Examples of stalking include:
- Following or spying on you
- Sending you unwanted emails or letters
- Calling you often
- Showing up at your house, school, or work
- Leaving you unwanted gifts
You can be stalked by a stranger, but most stalkers are people you know, like a boyfriend or ex-boyfriend. Sometimes, a current partner will stalk you by calling very often, texting constantly, or asking where you are all the time. These may be signs of an abusive relationship.
Stalking is a crime and can be dangerous. To learn more about the laws against stalking, contact the National Center for Victims of Crime helpline. Stalking can be very frightening, and can make you feel out of control, anxious, and depressed. It can affect your ability to sleep, eat, and work. If you are being stalked, get support from people who care about you.
If you or someone you know is being stalked, call The Stalking Resource Center National Center for Victims of Crime Helpline.
Phone: 800-FYI-CALL (800-394-2255), Monday through Friday, 10 a.m. to 6 p.m. EST.
If you think you're being stalked, consider these steps:
- File a complaint with the police. Make sure to tell them about all threats.

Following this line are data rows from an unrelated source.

use std::fmt;

use anyhow::{Context, Result};
use indexmap::IndexMap;
use scorehub_contracts::features::FeatureVector;

use crate::artifact::Predictor;

/// A resolved `(name, version)` artifact, ready to score.
///
/// Each resolve produces its own handle; the decoded artifact is owned by it
/// alone.
pub struct ScoringHandle {
    name: String,
    version: Option<String>,
    model: Box<dyn Predictor>,
}

impl ScoringHandle {
    pub fn new(
        name: impl Into<String>,
        version: Option<String>,
        model: Box<dyn Predictor>,
    ) -> Self {
        Self {
            name: name.into(),
            version,
            model,
        }
    }

    pub fn name(&self) -> &str {
        &self.name
    }

    pub fn version(&self) -> Option<&str> {
        self.version.as_deref()
    }

    pub fn flavor(&self) -> &str {
        self.model.flavor()
    }

    pub fn hyperparameters(&self) -> IndexMap<String, String> {
        self.model.hyperparameters()
    }

    /// Scores one vector. Shape checks are left to the artifact.
    pub fn predict<F: FeatureVector>(&self, features: &F) -> Result<f64> {
        let rows = [features.values()];
        let predictions = self
            .model
            .predict(&rows)
            .with_context(|| format!("prediction failed for {}", self.describe()))?;
        predictions
            .first()
            .copied()
            .with_context(|| format!("{} returned no prediction", self.describe()))
    }

    fn describe(&self) -> String {
        match &self.version {
            Some(version) => format!("{}/{version}", self.name),
            None => self.name.clone(),
        }
    }
}

impl fmt::Debug for ScoringHandle {
    fn fmt(&self, f: &mut fmt::Formatter<'_>) -> fmt::Result {
        f.debug_struct("ScoringHandle")
            .field("name", &self.name)
            .field("version", &self.version)
            .field("model", &self.model)
            .finish()
    }
}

- If you are in immediate danger, find a safe place to go, like a police station, friend's house, domestic violence shelter, fire station, or public area. If you can't get out of danger, but can get to a phone, call 911.
- Get a restraining order. A restraining order requires the stalker to stay away from you and not contact you. You can learn how to get a restraining order from a domestic violence shelter, the police, or an attorney in your area.
- Write down every incident. Include the time, date, and other important information.
- Keep evidence such as videotapes, voicemail messages, photos of property damage, and letters. Get names of witnesses.
- Contact support systems to help you, including domestic violence and rape crisis hotlines, domestic violence shelters, counseling services, and support groups. Keep these numbers handy in case you need them.
- Tell important people in your life about the stalking problem, including the police, your employer, family, friends, and neighbors.
- Carry a cellphone at all times so you can call for help.
- Consider changing your phone number (though some people leave their number active to collect evidence). You also can ask the phone company about call blocking and other safety features.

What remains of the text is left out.